- [WORK ITEM] For the data that follows, state how many lines hold the string "WrongShape", giving the number by itself.

+--

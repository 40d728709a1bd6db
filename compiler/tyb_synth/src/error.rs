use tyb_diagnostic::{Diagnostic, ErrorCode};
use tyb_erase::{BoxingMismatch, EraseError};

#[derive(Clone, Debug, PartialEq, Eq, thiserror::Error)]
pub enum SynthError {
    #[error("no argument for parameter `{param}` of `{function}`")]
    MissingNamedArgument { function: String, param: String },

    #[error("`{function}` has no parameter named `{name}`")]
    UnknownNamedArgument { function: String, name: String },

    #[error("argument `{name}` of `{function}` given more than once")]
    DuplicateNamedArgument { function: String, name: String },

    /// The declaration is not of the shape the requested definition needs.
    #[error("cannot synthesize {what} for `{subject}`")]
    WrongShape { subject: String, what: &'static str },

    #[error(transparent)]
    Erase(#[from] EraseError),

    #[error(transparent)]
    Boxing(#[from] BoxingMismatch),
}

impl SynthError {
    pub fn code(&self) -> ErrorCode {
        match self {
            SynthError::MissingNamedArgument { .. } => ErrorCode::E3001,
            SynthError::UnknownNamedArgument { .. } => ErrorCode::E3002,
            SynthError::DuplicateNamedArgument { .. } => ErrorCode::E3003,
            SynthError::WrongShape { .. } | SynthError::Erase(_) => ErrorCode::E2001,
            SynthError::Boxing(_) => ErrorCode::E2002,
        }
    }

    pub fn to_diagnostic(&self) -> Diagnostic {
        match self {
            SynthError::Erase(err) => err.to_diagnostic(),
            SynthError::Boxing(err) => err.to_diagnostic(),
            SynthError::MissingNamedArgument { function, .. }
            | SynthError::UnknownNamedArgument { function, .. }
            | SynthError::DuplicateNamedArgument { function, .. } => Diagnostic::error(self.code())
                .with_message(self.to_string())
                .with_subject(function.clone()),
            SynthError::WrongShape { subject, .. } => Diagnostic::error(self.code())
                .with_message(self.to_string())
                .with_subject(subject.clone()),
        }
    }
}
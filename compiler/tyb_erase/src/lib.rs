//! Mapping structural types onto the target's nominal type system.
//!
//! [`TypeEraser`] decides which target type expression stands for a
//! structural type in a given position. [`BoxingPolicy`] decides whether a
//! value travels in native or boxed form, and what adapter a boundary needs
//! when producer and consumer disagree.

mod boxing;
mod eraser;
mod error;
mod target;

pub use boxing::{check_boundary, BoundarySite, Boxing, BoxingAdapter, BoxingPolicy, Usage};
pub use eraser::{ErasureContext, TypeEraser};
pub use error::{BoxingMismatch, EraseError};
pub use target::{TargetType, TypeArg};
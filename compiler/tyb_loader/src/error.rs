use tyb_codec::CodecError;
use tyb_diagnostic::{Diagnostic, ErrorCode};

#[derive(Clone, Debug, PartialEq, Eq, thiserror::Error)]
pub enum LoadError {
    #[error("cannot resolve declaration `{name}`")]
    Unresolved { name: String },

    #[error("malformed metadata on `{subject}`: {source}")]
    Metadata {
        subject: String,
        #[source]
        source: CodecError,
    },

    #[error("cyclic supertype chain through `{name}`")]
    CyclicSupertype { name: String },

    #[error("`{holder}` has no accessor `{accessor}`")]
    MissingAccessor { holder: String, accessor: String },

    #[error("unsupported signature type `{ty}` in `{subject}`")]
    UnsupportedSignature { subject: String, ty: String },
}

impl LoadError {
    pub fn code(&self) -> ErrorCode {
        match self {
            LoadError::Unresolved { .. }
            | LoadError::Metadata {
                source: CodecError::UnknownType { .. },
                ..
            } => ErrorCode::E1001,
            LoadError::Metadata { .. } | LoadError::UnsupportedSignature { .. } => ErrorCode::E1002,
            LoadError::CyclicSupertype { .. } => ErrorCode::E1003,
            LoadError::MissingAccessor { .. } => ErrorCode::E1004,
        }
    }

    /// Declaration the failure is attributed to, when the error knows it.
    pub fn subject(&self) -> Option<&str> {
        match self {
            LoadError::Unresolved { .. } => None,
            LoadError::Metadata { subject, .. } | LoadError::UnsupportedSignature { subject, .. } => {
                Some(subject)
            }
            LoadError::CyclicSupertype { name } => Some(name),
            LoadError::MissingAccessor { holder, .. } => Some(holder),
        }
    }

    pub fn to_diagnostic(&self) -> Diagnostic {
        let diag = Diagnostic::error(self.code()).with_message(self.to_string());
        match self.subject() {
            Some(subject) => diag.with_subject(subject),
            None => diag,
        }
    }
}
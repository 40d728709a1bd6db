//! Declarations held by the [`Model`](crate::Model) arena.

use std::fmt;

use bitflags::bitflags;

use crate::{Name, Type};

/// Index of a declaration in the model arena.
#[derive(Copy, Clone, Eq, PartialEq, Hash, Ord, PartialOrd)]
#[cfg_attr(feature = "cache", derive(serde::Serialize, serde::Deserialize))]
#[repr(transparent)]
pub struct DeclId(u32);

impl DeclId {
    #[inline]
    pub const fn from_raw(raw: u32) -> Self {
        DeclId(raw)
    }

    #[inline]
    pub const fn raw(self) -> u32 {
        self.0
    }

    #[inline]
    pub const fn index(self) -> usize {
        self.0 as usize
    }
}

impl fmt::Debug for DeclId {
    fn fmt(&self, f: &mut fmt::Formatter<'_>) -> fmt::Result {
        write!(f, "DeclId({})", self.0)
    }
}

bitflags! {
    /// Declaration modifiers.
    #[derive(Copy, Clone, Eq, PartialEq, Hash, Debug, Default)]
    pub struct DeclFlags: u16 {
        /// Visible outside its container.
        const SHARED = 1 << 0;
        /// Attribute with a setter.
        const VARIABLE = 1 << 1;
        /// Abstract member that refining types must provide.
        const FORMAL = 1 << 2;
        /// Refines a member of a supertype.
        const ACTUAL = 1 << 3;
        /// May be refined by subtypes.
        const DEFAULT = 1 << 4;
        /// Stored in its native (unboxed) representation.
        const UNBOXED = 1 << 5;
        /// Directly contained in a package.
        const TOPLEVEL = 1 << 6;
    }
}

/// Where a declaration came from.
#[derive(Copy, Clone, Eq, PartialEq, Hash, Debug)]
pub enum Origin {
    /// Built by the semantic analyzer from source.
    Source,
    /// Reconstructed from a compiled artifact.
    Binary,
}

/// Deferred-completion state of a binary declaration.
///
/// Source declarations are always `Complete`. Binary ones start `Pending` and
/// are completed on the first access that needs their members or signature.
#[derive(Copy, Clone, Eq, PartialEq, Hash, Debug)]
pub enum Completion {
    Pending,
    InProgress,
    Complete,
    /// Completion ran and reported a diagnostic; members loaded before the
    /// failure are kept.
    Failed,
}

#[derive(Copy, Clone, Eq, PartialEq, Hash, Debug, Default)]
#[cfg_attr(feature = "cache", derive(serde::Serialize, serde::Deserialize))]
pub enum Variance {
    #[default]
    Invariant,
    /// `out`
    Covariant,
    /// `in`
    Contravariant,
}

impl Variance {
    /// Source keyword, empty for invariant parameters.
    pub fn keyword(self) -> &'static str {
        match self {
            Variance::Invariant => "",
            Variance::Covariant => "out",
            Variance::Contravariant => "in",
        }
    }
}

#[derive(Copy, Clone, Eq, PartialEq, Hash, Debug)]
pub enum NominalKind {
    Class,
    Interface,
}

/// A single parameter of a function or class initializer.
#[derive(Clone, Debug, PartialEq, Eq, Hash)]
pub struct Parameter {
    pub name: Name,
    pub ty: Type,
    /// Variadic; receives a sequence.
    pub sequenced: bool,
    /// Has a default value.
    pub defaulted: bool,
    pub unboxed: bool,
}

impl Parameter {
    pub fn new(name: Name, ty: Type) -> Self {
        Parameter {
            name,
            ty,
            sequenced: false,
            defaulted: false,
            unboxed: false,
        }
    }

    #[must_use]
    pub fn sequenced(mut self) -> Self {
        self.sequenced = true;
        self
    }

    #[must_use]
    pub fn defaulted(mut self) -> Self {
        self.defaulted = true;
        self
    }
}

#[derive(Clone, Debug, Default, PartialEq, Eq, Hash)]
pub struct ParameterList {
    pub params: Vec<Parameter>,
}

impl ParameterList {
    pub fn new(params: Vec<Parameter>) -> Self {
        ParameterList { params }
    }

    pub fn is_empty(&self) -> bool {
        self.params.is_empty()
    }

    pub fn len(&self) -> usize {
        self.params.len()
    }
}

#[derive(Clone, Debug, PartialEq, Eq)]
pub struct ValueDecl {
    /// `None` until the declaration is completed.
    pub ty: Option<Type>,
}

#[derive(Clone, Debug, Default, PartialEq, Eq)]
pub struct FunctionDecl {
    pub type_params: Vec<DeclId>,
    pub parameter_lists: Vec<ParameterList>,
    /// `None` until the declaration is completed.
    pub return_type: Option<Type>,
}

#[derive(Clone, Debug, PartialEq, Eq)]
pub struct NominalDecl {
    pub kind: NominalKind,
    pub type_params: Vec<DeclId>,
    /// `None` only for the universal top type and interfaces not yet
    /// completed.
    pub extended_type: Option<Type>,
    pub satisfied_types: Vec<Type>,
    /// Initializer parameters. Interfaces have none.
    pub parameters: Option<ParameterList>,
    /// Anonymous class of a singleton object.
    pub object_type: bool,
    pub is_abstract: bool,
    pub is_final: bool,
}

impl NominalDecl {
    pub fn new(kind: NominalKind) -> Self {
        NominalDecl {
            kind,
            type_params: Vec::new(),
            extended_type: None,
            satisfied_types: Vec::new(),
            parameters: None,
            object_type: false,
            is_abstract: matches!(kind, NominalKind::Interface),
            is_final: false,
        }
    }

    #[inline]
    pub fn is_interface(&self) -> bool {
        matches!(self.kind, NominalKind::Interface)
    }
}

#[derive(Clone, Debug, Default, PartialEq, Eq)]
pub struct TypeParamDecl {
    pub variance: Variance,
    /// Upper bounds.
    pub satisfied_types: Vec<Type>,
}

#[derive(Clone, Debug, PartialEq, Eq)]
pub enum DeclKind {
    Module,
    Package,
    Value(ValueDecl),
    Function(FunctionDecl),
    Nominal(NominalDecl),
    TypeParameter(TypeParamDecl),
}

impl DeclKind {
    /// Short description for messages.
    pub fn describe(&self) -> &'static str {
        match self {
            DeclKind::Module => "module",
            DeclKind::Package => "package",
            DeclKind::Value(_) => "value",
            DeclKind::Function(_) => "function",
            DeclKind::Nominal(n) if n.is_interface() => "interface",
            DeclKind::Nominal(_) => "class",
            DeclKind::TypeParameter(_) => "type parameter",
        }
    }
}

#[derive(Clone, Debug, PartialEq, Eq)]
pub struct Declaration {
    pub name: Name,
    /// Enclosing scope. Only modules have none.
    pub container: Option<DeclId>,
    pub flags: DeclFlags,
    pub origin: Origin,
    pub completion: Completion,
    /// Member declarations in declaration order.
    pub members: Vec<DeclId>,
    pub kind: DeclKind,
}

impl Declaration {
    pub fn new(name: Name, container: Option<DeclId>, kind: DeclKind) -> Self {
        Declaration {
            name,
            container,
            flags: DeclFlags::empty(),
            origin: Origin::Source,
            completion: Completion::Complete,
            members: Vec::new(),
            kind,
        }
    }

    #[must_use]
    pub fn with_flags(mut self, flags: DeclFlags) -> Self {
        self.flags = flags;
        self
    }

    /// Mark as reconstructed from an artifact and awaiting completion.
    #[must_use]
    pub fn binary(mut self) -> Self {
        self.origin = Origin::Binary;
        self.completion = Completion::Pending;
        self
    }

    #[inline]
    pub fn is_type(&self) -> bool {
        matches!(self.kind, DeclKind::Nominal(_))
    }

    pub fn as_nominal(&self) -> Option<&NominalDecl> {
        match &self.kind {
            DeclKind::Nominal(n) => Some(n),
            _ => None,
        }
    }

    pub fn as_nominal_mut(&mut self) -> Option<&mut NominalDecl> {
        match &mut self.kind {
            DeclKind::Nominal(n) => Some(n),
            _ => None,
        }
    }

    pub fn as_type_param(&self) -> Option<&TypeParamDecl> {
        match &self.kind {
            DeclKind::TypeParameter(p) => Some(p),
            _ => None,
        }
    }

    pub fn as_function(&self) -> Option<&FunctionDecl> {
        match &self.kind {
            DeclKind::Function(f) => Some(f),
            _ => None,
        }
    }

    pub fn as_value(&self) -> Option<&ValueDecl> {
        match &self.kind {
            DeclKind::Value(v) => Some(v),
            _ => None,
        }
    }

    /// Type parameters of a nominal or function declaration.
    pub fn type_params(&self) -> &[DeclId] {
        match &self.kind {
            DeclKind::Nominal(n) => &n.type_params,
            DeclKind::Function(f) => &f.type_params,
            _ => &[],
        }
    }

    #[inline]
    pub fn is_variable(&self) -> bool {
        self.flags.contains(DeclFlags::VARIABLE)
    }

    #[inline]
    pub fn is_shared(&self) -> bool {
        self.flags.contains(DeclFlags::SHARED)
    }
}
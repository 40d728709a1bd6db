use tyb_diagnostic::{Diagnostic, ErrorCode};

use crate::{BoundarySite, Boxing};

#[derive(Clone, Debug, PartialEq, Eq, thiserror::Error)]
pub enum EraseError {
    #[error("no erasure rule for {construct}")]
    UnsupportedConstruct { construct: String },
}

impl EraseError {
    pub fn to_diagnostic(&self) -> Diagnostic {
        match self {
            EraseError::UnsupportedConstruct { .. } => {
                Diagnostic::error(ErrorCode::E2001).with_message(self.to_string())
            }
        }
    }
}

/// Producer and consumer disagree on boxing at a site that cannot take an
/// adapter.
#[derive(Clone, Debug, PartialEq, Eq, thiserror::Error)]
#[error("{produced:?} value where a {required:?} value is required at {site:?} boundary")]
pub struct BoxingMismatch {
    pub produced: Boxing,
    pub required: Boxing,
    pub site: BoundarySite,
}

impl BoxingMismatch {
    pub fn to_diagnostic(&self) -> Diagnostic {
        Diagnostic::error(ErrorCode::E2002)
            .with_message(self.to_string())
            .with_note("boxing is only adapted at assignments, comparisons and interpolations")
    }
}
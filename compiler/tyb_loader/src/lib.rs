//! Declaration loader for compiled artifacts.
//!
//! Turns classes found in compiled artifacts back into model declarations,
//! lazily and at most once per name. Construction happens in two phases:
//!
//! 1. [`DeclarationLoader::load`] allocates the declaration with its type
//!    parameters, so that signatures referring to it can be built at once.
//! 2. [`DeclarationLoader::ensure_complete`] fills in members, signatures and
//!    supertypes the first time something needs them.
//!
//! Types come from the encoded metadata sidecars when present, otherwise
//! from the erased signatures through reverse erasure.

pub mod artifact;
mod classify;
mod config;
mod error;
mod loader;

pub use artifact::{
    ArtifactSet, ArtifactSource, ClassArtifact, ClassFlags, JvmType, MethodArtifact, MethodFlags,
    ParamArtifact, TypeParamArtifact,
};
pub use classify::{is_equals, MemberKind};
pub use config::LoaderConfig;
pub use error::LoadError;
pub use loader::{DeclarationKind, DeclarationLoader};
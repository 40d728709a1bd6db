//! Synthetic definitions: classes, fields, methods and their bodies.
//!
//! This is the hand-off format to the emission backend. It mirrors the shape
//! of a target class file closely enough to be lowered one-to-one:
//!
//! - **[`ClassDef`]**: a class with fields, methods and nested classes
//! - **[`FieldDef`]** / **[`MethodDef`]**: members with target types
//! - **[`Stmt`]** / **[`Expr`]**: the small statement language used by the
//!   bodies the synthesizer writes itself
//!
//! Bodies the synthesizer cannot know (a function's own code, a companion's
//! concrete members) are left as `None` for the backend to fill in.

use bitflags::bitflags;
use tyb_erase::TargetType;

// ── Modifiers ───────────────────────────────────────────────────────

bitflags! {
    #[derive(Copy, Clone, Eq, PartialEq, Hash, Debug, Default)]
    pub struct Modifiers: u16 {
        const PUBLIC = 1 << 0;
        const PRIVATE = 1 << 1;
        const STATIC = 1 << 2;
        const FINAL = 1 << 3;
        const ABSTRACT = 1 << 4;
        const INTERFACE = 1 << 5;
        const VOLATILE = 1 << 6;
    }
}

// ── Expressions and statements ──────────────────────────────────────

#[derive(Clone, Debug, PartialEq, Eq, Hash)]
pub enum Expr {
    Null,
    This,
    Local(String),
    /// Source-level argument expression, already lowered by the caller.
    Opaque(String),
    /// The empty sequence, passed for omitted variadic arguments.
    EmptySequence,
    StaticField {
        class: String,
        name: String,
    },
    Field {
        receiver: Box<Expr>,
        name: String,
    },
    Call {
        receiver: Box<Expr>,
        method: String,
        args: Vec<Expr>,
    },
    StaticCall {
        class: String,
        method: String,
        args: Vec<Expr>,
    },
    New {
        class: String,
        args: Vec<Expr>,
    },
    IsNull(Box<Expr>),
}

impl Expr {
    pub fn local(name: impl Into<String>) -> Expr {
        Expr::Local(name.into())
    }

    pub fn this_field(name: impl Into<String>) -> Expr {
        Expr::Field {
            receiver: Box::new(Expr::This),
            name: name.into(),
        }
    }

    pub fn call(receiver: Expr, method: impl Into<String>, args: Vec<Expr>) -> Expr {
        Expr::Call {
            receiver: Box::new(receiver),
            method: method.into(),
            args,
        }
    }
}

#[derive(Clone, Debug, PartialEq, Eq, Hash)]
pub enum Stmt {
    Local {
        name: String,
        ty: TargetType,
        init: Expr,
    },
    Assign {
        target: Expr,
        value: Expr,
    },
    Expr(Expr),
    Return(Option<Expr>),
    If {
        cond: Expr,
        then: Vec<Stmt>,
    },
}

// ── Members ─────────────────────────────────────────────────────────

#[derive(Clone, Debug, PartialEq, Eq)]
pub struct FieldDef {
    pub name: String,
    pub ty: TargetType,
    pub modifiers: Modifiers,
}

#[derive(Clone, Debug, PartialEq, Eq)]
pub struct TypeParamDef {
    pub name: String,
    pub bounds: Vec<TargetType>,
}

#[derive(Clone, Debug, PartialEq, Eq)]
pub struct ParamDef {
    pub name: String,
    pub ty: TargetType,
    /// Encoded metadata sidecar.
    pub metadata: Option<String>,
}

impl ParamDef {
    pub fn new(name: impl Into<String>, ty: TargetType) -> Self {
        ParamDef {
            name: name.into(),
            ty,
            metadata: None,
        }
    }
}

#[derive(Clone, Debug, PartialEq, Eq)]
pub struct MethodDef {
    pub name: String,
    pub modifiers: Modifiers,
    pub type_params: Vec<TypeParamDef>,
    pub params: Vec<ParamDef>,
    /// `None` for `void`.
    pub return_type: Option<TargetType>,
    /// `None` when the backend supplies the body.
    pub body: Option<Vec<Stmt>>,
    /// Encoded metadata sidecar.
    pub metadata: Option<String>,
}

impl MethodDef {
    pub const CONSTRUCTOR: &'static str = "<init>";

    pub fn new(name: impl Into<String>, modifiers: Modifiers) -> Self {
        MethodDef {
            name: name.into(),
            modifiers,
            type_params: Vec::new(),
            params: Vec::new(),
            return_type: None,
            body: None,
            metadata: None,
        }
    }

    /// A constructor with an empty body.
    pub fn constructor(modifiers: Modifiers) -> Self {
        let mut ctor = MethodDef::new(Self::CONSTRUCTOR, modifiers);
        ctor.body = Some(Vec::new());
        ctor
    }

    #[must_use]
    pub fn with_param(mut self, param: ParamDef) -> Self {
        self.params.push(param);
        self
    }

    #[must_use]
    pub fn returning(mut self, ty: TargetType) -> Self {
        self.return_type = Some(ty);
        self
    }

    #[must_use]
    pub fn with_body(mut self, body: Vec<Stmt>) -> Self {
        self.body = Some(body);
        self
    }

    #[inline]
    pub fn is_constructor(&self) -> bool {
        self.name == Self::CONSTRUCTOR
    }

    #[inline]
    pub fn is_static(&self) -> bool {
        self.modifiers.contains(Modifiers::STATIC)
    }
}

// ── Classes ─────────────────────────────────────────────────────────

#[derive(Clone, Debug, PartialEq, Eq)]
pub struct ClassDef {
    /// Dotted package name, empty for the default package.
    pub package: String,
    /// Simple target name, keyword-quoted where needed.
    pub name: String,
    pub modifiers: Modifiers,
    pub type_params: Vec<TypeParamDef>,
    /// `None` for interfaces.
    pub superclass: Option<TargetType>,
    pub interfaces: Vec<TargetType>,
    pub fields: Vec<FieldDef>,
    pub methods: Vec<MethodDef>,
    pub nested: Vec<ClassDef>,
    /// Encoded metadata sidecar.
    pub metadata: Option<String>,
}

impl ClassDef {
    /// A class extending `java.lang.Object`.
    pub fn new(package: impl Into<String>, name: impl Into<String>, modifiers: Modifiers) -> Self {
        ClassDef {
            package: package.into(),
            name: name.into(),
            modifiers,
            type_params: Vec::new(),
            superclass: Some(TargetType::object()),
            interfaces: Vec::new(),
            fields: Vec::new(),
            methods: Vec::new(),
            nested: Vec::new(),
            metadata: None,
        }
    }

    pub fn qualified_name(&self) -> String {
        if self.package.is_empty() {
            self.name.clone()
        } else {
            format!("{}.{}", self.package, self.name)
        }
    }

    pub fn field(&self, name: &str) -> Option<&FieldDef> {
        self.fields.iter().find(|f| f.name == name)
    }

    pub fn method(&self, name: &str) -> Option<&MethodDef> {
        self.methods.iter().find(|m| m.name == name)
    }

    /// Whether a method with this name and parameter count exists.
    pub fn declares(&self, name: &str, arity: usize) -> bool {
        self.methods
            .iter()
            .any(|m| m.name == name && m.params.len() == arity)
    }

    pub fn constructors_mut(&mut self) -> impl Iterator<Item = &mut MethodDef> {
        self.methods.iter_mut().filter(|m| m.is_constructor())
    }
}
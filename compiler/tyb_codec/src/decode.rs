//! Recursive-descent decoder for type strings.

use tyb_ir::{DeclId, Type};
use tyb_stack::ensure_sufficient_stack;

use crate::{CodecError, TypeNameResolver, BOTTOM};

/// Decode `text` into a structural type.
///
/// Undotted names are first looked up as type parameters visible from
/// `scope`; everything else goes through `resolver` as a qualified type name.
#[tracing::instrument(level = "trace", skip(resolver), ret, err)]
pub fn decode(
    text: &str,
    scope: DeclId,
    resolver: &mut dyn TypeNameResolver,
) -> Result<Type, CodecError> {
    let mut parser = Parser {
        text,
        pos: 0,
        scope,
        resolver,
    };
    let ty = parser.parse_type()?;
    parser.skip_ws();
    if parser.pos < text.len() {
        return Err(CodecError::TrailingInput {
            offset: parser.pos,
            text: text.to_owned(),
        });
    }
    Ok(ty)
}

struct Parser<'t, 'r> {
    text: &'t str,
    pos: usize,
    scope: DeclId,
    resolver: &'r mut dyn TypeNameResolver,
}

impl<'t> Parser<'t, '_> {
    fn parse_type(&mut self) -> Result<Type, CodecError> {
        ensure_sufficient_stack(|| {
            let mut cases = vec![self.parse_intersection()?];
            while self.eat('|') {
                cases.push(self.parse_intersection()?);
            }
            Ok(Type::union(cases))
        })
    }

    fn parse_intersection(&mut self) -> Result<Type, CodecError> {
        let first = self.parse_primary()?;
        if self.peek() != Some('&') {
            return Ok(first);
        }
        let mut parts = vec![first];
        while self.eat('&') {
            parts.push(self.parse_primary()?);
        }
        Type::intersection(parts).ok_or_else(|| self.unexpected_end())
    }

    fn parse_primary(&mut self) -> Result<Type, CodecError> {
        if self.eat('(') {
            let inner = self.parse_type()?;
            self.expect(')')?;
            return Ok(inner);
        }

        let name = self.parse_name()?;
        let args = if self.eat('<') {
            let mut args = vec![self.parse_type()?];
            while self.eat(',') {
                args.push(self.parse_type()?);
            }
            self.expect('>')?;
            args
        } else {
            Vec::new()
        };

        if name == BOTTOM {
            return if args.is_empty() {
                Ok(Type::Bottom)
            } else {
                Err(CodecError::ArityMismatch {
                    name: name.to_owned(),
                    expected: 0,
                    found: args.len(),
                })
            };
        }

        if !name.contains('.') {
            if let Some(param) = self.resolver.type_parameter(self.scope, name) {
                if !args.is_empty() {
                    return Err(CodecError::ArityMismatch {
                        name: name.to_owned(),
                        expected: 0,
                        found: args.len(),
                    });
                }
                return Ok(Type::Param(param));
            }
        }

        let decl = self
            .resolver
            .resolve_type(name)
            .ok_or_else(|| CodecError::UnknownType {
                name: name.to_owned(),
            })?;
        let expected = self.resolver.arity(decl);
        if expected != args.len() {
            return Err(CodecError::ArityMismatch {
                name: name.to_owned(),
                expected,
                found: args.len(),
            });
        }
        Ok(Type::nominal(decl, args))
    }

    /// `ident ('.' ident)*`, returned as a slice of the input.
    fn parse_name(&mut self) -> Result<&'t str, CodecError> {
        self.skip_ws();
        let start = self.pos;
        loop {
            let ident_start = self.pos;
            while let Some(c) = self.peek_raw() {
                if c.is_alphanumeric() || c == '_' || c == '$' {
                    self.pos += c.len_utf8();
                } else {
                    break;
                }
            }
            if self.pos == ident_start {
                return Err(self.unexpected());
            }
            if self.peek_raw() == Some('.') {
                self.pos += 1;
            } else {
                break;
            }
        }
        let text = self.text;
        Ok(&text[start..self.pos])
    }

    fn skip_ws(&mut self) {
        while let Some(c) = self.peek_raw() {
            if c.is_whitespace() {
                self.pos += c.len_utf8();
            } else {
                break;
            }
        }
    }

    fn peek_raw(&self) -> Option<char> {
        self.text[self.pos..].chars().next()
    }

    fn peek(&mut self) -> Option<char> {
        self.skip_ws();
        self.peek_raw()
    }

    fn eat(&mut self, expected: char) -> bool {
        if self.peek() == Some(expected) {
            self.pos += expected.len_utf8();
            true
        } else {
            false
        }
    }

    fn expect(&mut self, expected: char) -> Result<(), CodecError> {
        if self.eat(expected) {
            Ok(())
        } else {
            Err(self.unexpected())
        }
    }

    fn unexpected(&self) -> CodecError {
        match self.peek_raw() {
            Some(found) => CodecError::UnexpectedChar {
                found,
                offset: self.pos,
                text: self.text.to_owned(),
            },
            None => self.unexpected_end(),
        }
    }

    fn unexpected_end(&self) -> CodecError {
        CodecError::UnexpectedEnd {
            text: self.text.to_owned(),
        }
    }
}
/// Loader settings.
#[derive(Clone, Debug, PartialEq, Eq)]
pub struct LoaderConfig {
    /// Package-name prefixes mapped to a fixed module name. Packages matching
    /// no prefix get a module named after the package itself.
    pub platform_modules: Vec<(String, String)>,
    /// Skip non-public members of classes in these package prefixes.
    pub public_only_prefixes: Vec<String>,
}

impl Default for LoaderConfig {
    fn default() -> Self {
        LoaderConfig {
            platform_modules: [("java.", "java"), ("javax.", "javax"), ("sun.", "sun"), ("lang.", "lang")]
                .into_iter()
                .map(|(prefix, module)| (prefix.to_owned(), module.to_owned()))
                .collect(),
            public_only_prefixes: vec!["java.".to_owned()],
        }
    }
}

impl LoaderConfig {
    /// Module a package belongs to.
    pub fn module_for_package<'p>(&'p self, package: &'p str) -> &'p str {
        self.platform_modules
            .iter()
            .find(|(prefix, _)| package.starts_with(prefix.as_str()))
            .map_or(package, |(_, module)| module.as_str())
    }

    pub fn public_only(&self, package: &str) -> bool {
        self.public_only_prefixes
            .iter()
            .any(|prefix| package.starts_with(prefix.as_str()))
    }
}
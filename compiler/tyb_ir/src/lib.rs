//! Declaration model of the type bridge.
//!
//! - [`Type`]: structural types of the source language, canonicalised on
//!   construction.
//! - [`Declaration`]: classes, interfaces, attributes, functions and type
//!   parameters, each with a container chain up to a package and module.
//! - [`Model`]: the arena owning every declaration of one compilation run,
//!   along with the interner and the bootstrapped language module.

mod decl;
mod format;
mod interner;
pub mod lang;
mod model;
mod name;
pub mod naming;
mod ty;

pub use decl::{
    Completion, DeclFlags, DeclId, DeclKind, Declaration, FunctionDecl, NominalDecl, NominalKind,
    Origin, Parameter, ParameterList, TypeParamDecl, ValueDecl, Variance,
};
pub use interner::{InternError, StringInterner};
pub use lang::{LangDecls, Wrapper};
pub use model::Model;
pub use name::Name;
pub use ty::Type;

+--

- [EXPECTED ANSWER] 3